*Activity*: This exercise asks for the records to be retyped exactly as they read.

(Data extracted from a collection)
★ ★ ★ ★ ★ ★ ★

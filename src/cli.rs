//! Command line surface of the `cidr-calc` binary.

use crate::config::{Config, OutputFormat};
use crate::error::CidrError;
use crate::models::CidrBlock;
use crate::output::{render_blocks, render_prefix};
use crate::processing;
use clap::{Parser, Subcommand};
use std::error::Error;
use std::io::Write;
use std::path::PathBuf;

/// IPv4 CIDR block arithmetic: aggregate, summarize, exclude, split and plan blocks.
#[derive(Parser, Debug)]
#[command(name = "cidr-calc")]
#[command(version, about, long_about = None)]
pub struct Cli {
    /// Output format
    #[arg(short, long, value_enum, default_value_t, env = "CIDR_CALC_FORMAT", global = true)]
    pub format: OutputFormat,

    /// Disable colored output
    #[arg(long, env = "CIDR_CALC_NO_COLOR", global = true)]
    pub no_color: bool,

    /// log4rs configuration file
    #[arg(long, default_value = "log4rs.yml", env = "CIDR_CALC_LOG_CONFIG", global = true)]
    pub log_config: PathBuf,

    /// Log level used when the log4rs file is missing
    #[arg(long, default_value = "warn", env = "CIDR_CALC_LOG_LEVEL", global = true)]
    pub log_level: String,

    #[command(subcommand)]
    pub command: Commands,
}

impl Cli {
    pub fn config(&self) -> Result<Config, Box<dyn Error>> {
        Config::new(self.format, self.no_color, &self.log_config, &self.log_level)
    }
}

#[derive(Subcommand, Debug, Clone)]
pub enum Commands {
    /// Merge blocks into the fewest blocks covering the same addresses
    Aggregate {
        #[arg(required = true)]
        blocks: Vec<CidrBlock>,
    },
    /// Smallest single block covering all blocks (may include gaps)
    Summarize {
        #[arg(required = true)]
        blocks: Vec<CidrBlock>,
    },
    /// Remove blocks from a base block
    Exclude {
        base: CidrBlock,
        #[arg(required = true)]
        excluded: Vec<CidrBlock>,
    },
    /// Split a block into blocks of a longer prefix
    Split { block: CidrBlock, prefix: u8 },
    /// The next block of the same size
    Next { block: CidrBlock },
    /// The previous block of the same size
    Previous { block: CidrBlock },
    /// Blocks of the same size after (positive count) or before (negative count)
    Adjacent {
        block: CidrBlock,
        #[arg(allow_negative_numbers = true)]
        count: i64,
    },
    /// Smallest prefix with room for a number of hosts
    Optimal { hosts: u64 },
    /// Unused space inside a parent block
    Free {
        parent: CidrBlock,
        allocated: Vec<CidrBlock>,
    },
    /// First free block inside a parent that fits a number of hosts
    Fit {
        parent: CidrBlock,
        hosts: u64,
        allocated: Vec<CidrBlock>,
    },
    /// Details of each block
    Info {
        #[arg(required = true)]
        blocks: Vec<CidrBlock>,
    },
}

/// Result of a command, before rendering.
#[derive(Debug, Clone, PartialEq, Eq)]
pub enum Outcome {
    Blocks(Vec<CidrBlock>),
    Prefix(u8),
}

/// Run the block arithmetic for a command.
pub fn execute(command: &Commands) -> Result<Outcome, CidrError> {
    let outcome = match command {
        Commands::Aggregate { blocks } => Outcome::Blocks(processing::aggregate(blocks)),
        Commands::Summarize { blocks } => Outcome::Blocks(vec![processing::summarize(blocks)?]),
        Commands::Exclude { base, excluded } => {
            Outcome::Blocks(processing::exclude_all(base, excluded))
        }
        Commands::Split { block, prefix } => Outcome::Blocks(processing::split(block, *prefix)?),
        Commands::Next { block } => Outcome::Blocks(vec![processing::next(block)?]),
        Commands::Previous { block } => Outcome::Blocks(vec![processing::previous(block)?]),
        Commands::Adjacent { block, count } => {
            Outcome::Blocks(processing::adjacent(block, *count)?)
        }
        Commands::Optimal { hosts } => Outcome::Prefix(processing::optimal_prefix(*hosts)?),
        Commands::Free { parent, allocated } => {
            Outcome::Blocks(processing::free_blocks(parent, allocated))
        }
        Commands::Fit {
            parent,
            hosts,
            allocated,
        } => Outcome::Blocks(vec![processing::first_fit(parent, allocated, *hosts)?]),
        Commands::Info { blocks } => Outcome::Blocks(blocks.clone()),
    };
    Ok(outcome)
}

/// Execute `command` and render its outcome to `out`.
pub fn run<W: Write>(
    command: &Commands,
    config: &Config,
    out: &mut W,
) -> Result<(), Box<dyn Error>> {
    log::info!("#Start run() {command:?}");
    match execute(command)? {
        Outcome::Blocks(blocks) => {
            log::info!("# Got block count = {}", blocks.len());
            render_blocks(out, &blocks, config)
        }
        Outcome::Prefix(prefix) => render_prefix(out, prefix, config),
    }
}

#[cfg(test)]
mod tests {
    use super::*;

    fn parse(args: &[&str]) -> Cli {
        Cli::try_parse_from(std::iter::once("cidr-calc").chain(args.iter().copied()))
            .expect("valid arguments")
    }

    fn block(s: &str) -> CidrBlock {
        s.parse().unwrap()
    }

    #[test]
    fn test_parse_aggregate() {
        let cli = parse(&["aggregate", "10.0.0.0/24", "10.0.1.0/24"]);
        assert_eq!(
            execute(&cli.command).unwrap(),
            Outcome::Blocks(vec![block("10.0.0.0/23")])
        );
    }

    #[test]
    fn test_parse_rejects_unaligned_block() {
        let res = Cli::try_parse_from(["cidr-calc", "aggregate", "10.0.0.1/24"]);
        assert!(res.is_err());
    }

    #[test]
    fn test_parse_adjacent_negative() {
        let cli = parse(&["adjacent", "10.0.2.0/24", "-1"]);
        assert_eq!(
            execute(&cli.command).unwrap(),
            Outcome::Blocks(vec![block("10.0.1.0/24")])
        );
    }

    #[test]
    fn test_execute_errors_are_typed() {
        let cli = parse(&["next", "255.255.255.0/24"]);
        assert!(matches!(
            execute(&cli.command),
            Err(CidrError::OutOfRange(_))
        ));
        let cli = parse(&["optimal", "0"]);
        assert!(matches!(
            execute(&cli.command),
            Err(CidrError::InvalidArgument(_))
        ));
    }

    #[test]
    fn test_parse_global_format() {
        let cli = parse(&["summarize", "192.168.0.0/24", "192.168.2.0/24", "--format", "json"]);
        assert_eq!(cli.format, OutputFormat::Json);
        let config = cli.config().unwrap();
        let mut buf = Vec::new();
        run(&cli.command, &config, &mut buf).unwrap();
        let value: serde_json::Value = serde_json::from_slice(&buf).unwrap();
        assert_eq!(value[0]["cidr"], "192.168.0.0/22");
    }

    #[test]
    fn test_run_fit_csv() {
        let cli = parse(&["-f", "csv", "fit", "10.0.0.0/24", "10", "10.0.0.0/26", "10.0.0.64/28"]);
        let mut buf = Vec::new();
        run(&cli.command, &cli.config().unwrap(), &mut buf).unwrap();
        let text = String::from_utf8(buf).unwrap();
        assert!(text.contains("\"10.0.0.80/28\""));
    }
}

★ ★ ★ ★ ★ ★ ★

*Result of the exercise*:
filename src/cli.rs
//! Command line surface of the `cidr-calc` binary.

use crate::config::{Config, OutputFormat};
use crate::error::CidrError;
use crate::models::CidrBlock;
use crate::output::{render_blocks, render_prefix};
use crate::processing;
use clap::{Parser, Subcommand};
use std::error::Error;
use std::io::Write;
use std::path::PathBuf;

/// IPv4 CIDR block arithmetic: aggregate, summarize, exclude, split and plan blocks.
#[derive(Parser, Debug)]
#[command(name = "cidr-calc")]
#[command(version, about, long_about = None)]
pub struct Cli {
    /// Output format
    #[arg(short, long, value_enum, default_value_t, env = "CIDR_CALC_FORMAT", global = true)]
    pub format: OutputFormat,

    /// Disable colored output
    #[arg(long, env = "CIDR_CALC_NO_COLOR", global = true)]
    pub no_color: bool,

    /// log4rs configuration file
    #[arg(long, default_value = "log4rs.yml", env = "CIDR_CALC_LOG_CONFIG", global = true)]
    pub log_config: PathBuf,

    /// Log level used when the log4rs file is missing
    #[arg(long, default_value = "warn", env = "CIDR_CALC_LOG_LEVEL", global = true)]
    pub log_level: String,

    #[command(subcommand)]
    pub command: Commands,
}

impl Cli {
    pub fn config(&self) -> Result<Config, Box<dyn Error>> {
        Config::new(self.format, self.no_color, &self.log_config, &self.log_level)
    }
}

#[derive(Subcommand, Debug, Clone)]
pub enum Commands {
    /// Merge blocks into the fewest blocks covering the same addresses
    Aggregate {
        #[arg(required = true)]
        blocks: Vec<CidrBlock>,
    },
    /// Smallest single block covering all blocks (may include gaps)
    Summarize {
        #[arg(required = true)]
        blocks: Vec<CidrBlock>,
    },
    /// Remove blocks from a base block
    Exclude {
        base: CidrBlock,
        #[arg(required = true)]
        excluded: Vec<CidrBlock>,
    },
    /// Split a block into blocks of a longer prefix
    Split { block: CidrBlock, prefix: u8 },
    /// The next block of the same size
    Next { block: CidrBlock },
    /// The previous block of the same size
    Previous { block: CidrBlock },
    /// Blocks of the same size after (positive count) or before (negative count)
    Adjacent {
        block: CidrBlock,
        #[arg(allow_negative_numbers = true)]
        count: i64,
    },
    /// Smallest prefix with room for a number of hosts
    Optimal { hosts: u64 },
    /// Unused space inside a parent block
    Free {
        parent: CidrBlock,
        allocated: Vec<CidrBlock>,
    },
    /// First free block inside a parent that fits a number of hosts
    Fit {
        parent: CidrBlock,
        hosts: u64,
        allocated: Vec<CidrBlock>,
    },
    /// Details of each block
    Info {
        #[arg(required = true)]
        blocks: Vec<CidrBlock>,
    },
}

/// Result of a command, before rendering.
#[derive(Debug, Clone, PartialEq, Eq)]
pub enum Outcome {
    Blocks(Vec<CidrBlock>),
    Prefix(u8),
}

/// Run the block arithmetic for a command.
pub fn execute(command: &Commands) -> Result<Outcome, CidrError> {
    let outcome = match command {
        Commands::Aggregate { blocks } => Outcome::Blocks(processing::aggregate(blocks)),
        Commands::Summarize { blocks } => Outcome::Blocks(vec![processing::summarize(blocks)?]),
        Commands::Exclude { base, excluded } => {
            Outcome::Blocks(processing::exclude_all(base, excluded))
        }
        Commands::Split { block, prefix } => Outcome::Blocks(processing::split(block, *prefix)?),
        Commands::Next { block } => Outcome::Blocks(vec![processing::next(block)?]),
        Commands::Previous { block } => Outcome::Blocks(vec![processing::previous(block)?]),
        Commands::Adjacent { block, count } => {
            Outcome::Blocks(processing::adjacent(block, *count)?)
        }
        Commands::Optimal { hosts } => Outcome::Prefix(processing::optimal_prefix(*hosts)?),
        Commands::Free { parent, allocated } => {
            Outcome::Blocks(processing::free_blocks(parent, allocated))
        }
        Commands::Fit {
            parent,
            hosts,
            allocated,
        } => Outcome::Blocks(vec![processing::first_fit(parent, allocated, *hosts)?]),
        Commands::Info { blocks } => Outcome::Blocks(blocks.clone()),
    };
    Ok(outcome)
}

/// Execute `command` and render its outcome to `out`.
pub fn run<W: Write>(
    command: &Commands,
    config: &Config,
    out: &mut W,
) -> Result<(), Box<dyn Error>> {
    log::info!("#Start run() {command:?}");
    match execute(command)? {
        Outcome::Blocks(blocks) => {
            log::info!("# Got block count = {}", blocks.len());
            render_blocks(out, &blocks, config)
        }
        Outcome::Prefix(prefix) => render_prefix(out, prefix, config),
    }
}

#[cfg(test)]
mod tests {
    use super::*;

    fn parse(args: &[&str]) -> Cli {
        Cli::try_parse_from(std::iter::once("cidr-calc").chain(args.iter().copied()))
            .expect("valid arguments")
    }

    fn block(s: &str) -> CidrBlock {
        s.parse().unwrap()
    }

    #[test]
    fn test_parse_aggregate() {
        let cli = parse(&["aggregate", "10.0.0.0/24", "10.0.1.0/24"]);
        assert_eq!(
            execute(&cli.command).unwrap(),
            Outcome::Blocks(vec![block("10.0.0.0/23")])
        );
    }

    #[test]
    fn test_parse_rejects_unaligned_block() {
        let res = Cli::try_parse_from(["cidr-calc", "aggregate", "10.0.0.1/24"]);
        assert!(res.is_err());
    }

    #[test]
    fn test_parse_adjacent_negative() {
        let cli = parse(&["adjacent", "10.0.2.0/24", "-1"]);
        assert_eq!(
            execute(&cli.command).unwrap(),
            Outcome::Blocks(vec![block("10.0.1.0/24")])
        );
    }

    #[test]
    fn test_execute_errors_are_typed() {
        let cli = parse(&["next", "255.255.255.0/24"]);
        assert!(matches!(
            execute(&cli.command),
            Err(CidrError::OutOfRange(_))
        ));
        let cli = parse(&["optimal", "0"]);
        assert!(matches!(
            execute(&cli.command),
            Err(CidrError::InvalidArgument(_))
        ));
    }

    #[test]
    fn test_parse_global_format() {
        let cli = parse(&["summarize", "192.168.0.0/24", "192.168.2.0/24", "--format", "json"]);
        assert_eq!(cli.format, OutputFormat::Json);
        let config = cli.config().unwrap();
        let mut buf = Vec::new();
        run(&cli.command, &config, &mut buf).unwrap();
        let value: serde_json::Value = serde_json::from_slice(&buf).unwrap();
        assert_eq!(value[0]["cidr"], "192.168.0.0/22");
    }

    #[test]
    fn test_run_fit_csv() {
        let cli = parse(&["-f", "csv", "fit", "10.0.0.0/24", "10", "10.0.0.0/26", "10.0.0.64/28"]);
        let mut buf = Vec::new();
        run(&cli.command, &cli.config().unwrap(), &mut buf).unwrap();
        let text = String::from_utf8(buf).unwrap();
        assert!(text.contains("\"10.0.0.80/28\""));
    }
}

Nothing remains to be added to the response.